Selain W20, KOWANI juga aktif di Commission on the Status of Women (CSW), forum tahunan PBB yang mempertemukan pemimpin perempuan dunia—mulai dari kepala negara, menteri, hingga organisasi masyarakat sipil.
Dalam CSW, KOWANI membawa laporan dari akar rumput: praktik terbaik, kisah sukses, hingga tantangan perempuan di sektor pendidikan, kesehatan, sampai UMKM.
“Kami melaporkan apa yang terjadi di tingkat grassroot, dari anggota organisasi dengan berbagai fokus. Itu yang justru menjadi kekuatan Indonesia di mata dunia,” katanya.
*Perempuan dan Perdamaian Dunia*
Dr. Farahdibha menegaskan, peran perempuan bukan hanya penting untuk pembangunan nasional, tetapi juga menjaga perdamaian dunia. Menurutnya, perempuan memiliki pendekatan inklusif dan mampu menjembatani kepentingan lintas sektor.
“Perempuan itu memegang kendali perdamaian dunia. Kita bisa masuk ke semua sektor—pendidikan, ekonomi, kesehatan—dan itu semua berkontribusi pada perdamaian,” ujarnya.
Ia menekankan isu perempuan tidak bisa dibatasi pada satu kementerian. “Issue perempuan ada di semua sektor, semua kementerian. Karena itu KOWANI harus hadir di semuanya,” tegasnya.

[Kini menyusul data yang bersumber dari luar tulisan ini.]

//! Regions, blocks and block argument lists.

use strata_ir::{BlockArgData, BlockData, BlockRef, RegionData, RegionRef};

use super::{Argument, Delimiter, OperationParser};
use crate::diagnostic::{Diagnostic, ParseResult};
use crate::lexer::TokenKind;

impl OperationParser<'_> {
    /// `region ::= '{' region-body? '}'`
    ///
    /// `arguments` become the entry block's arguments when they are named.
    /// An `isolated` region cannot see values defined outside of it.
    pub(crate) fn parse_region(
        &mut self,
        arguments: &[Argument],
        isolated: bool,
    ) -> ParseResult<RegionRef> {
        let open = self.token.span;
        self.expect(TokenKind::LBrace, "expected '{' to begin a region")?;
        let region = self.ctx.create_region(RegionData {
            location: self.location(open),
            blocks: Default::default(),
            parent_op: None,
        });

        if !arguments.is_empty() || !self.token.is(TokenKind::RBrace) {
            self.parse_region_body(region, arguments, isolated)?;
        }
        // The body stops only at '}'.
        self.expect(TokenKind::RBrace, "expected '}' to end region")?;
        Ok(region)
    }

    fn parse_region_body(
        &mut self,
        region: RegionRef,
        arguments: &[Argument],
        isolated: bool,
    ) -> ParseResult<()> {
        let saved_insertion = self.insertion;
        self.symbols.push_scope(isolated);
        tracing::debug!(depth = self.symbols.depth(), isolated, "Entered region");

        let entry_location = self.location(self.token.span);
        let entry = self.ctx.create_block(BlockData::new(entry_location));

        let has_named_arguments = arguments.first().is_some_and(|a| !a.name.name.is_empty());
        if has_named_arguments {
            if self.token.is(TokenKind::CaretIdent) {
                return Err(self.error("invalid block name in region with named arguments"));
            }
            for argument in arguments {
                let name = &argument.name;
                if let Some(previous) = self.symbols.reference_span(&name.name, name.number) {
                    return Err(Diagnostic::error(
                        name.span,
                        format!("region entry argument '{}' is already in use", name.name),
                    )
                    .with_note(previous, "previously referenced here")
                    .into());
                }
                let Some(ty) = argument.ty else {
                    return Err(self.error_at(
                        name.span,
                        format!("region entry argument '{}' has no type", name.name),
                    ));
                };
                let location = argument
                    .location
                    .unwrap_or_else(|| self.location(name.span));
                let mut data = BlockArgData::new(ty, location);
                data.attrs = argument.attrs.iter().cloned().collect();
                let value = self.ctx.add_block_arg(entry, data);
                self.add_definition(name, value)?;
            }
        }

        let entry = self.parse_block(Some(entry))?;
        if !arguments.is_empty() && self.ctx.block_args(entry).len() > arguments.len() {
            return Err(self.error("entry block arguments were already defined"));
        }
        self.ctx.append_block(region, entry);

        while !self.token.is(TokenKind::RBrace) {
            let block = self.parse_block(None)?;
            self.ctx.append_block(region, block);
        }

        self.symbols.pop_scope(self.ctx, self.top_region)?;
        tracing::debug!(depth = self.symbols.depth(), "Left region");
        self.insertion = saved_insertion;
        Ok(())
    }

    /// `block ::= block-label? operation*`
    ///
    /// The label is optional only for an entry block passed in as `existing`.
    fn parse_block(&mut self, existing: Option<BlockRef>) -> ParseResult<BlockRef> {
        if let Some(block) = existing {
            if !self.token.is(TokenKind::CaretIdent) {
                self.parse_block_body(block)?;
                return Ok(block);
            }
        }

        let label = self.token;
        if !label.is(TokenKind::CaretIdent) {
            return Err(self.wrong_token_error("expected block name"));
        }
        self.consume();
        let block = self
            .symbols
            .define_block(self.ctx, label.text, label.span, existing)?;
        self.ctx.block_mut(block).location = self.location(label.span);

        if self.token.is(TokenKind::LParen) {
            self.parse_block_arg_list(block)?;
        }
        self.expect(TokenKind::Colon, "expected ':' after block name")?;
        self.parse_block_body(block)?;
        Ok(block)
    }

    /// `'(' ssa-id ':' type loc? (',' ssa-id ':' type loc?)* ')'`
    ///
    /// A block that already has arguments (an entry block given typed
    /// arguments by its operation) only gets names bound to them.
    fn parse_block_arg_list(&mut self, block: BlockRef) -> ParseResult<()> {
        let defining_existing = !self.ctx.block_args(block).is_empty();
        let mut next = 0usize;

        self.parse_comma_separated_list(Delimiter::Paren, "", |p| {
            let (operand, ty) = p.parse_ssa_def_or_use_and_type()?;
            let (value, index) = if defining_existing {
                let Some(&value) = p.ctx.block_args(block).get(next) else {
                    return Err(p.error("too many arguments specified in argument list"));
                };
                if p.ctx.value_ty(value) != ty {
                    return Err(p.error("argument and block argument type mismatch"));
                }
                next += 1;
                (value, next - 1)
            } else {
                let location = p.location(operand.span);
                let value = p.ctx.add_block_arg(block, BlockArgData::new(ty, location));
                (value, p.ctx.block_args(block).len() - 1)
            };

            if let Some(location) = p.parse_optional_location_specifier()? {
                p.ctx.block_mut(block).args[index].location = location;
            }
            p.add_definition(&operand, value)
        })
    }

    /// Operations up to the next block label or the end of the region.
    fn parse_block_body(&mut self, block: BlockRef) -> ParseResult<()> {
        let saved_insertion = self.insertion;
        self.insertion = block;
        while !matches!(self.token.kind, TokenKind::CaretIdent | TokenKind::RBrace) {
            self.parse_operation()?;
        }
        self.insertion = saved_insertion;
        Ok(())
    }
}
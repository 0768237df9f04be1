//! Top-level loop: alias definitions and operations until end of input.

use crate::diagnostic::{Diagnostic, ParseResult};
use crate::lexer::TokenKind;

use super::OperationParser;

impl OperationParser<'_> {
    /// Parse the whole input into the top-level block, then finalize.
    pub(crate) fn parse_top_level(&mut self) -> ParseResult<()> {
        loop {
            match self.token.kind {
                TokenKind::Eof => return self.finalize(),
                TokenKind::Error(message) => {
                    return Err(Diagnostic::error(self.token.span, message).into());
                }
                TokenKind::HashIdent => self.parse_attribute_alias_def()?,
                TokenKind::ExclamationIdent => self.parse_type_alias_def()?,
                _ => self.parse_operation()?,
            }
        }
    }

    /// `attribute-alias-def ::= '#' alias-name '=' attribute-value`
    fn parse_attribute_alias_def(&mut self) -> ParseResult<()> {
        let token = self.token;
        let alias = &token.text[1..];
        if self.attribute_aliases.contains_key(alias) {
            return Err(self.error(format!("redefinition of attribute alias id '{alias}'")));
        }
        if alias.contains('.') {
            return Err(self.error("attribute names with a '.' are reserved for dialect-defined names"));
        }
        self.consume();
        self.expect(TokenKind::Equal, "expected '=' in attribute alias definition")?;

        let attribute = self.parse_attribute()?;
        tracing::trace!(alias, "Defined attribute alias");
        self.attribute_aliases.insert(alias.to_owned(), attribute);
        Ok(())
    }

    /// `type-alias-def ::= '!' alias-name '=' type`
    fn parse_type_alias_def(&mut self) -> ParseResult<()> {
        let token = self.token;
        let alias = &token.text[1..];
        if self.type_aliases.contains_key(alias) {
            return Err(self.error(format!("redefinition of type alias id '{alias}'")));
        }
        if alias.contains('.') {
            return Err(self.error("type names with a '.' are reserved for dialect-defined names"));
        }
        self.consume();
        self.expect(TokenKind::Equal, "expected '=' in type alias definition")?;

        let ty = self.parse_type()?;
        tracing::trace!(alias, "Defined type alias");
        self.type_aliases.insert(alias.to_owned(), ty);
        Ok(())
    }
}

*Dunia Belajar dari Indonesia*
Menariknya, dunia internasional justru melihat Indonesia sebagai contoh praktik sosial yang patut dipelajari. Dr. Farahdibha mengaku pernah ditanya dalam forum di Eropa mengapa Indonesia mampu menjaga stabilitas sosial di tengah keberagaman.
“Mereka ingin belajar dari Indonesia. Karena itu saya selalu bilang ke perempuan Indonesia—jangan menunduk di forum internasional. Kita harus angkat kepala, bukan sombong, tapi percaya diri karena dunia membutuhkan Indonesia,” pungkasnya.
Melalui kiprah di berbagai forum global, KOWANI menegaskan suara perempuan Indonesia kini tidak hanya didengar di dalam negeri, tetapi juga ikut membentuk arah kebijakan perempuan di tingkat dunia. ( M. Harun).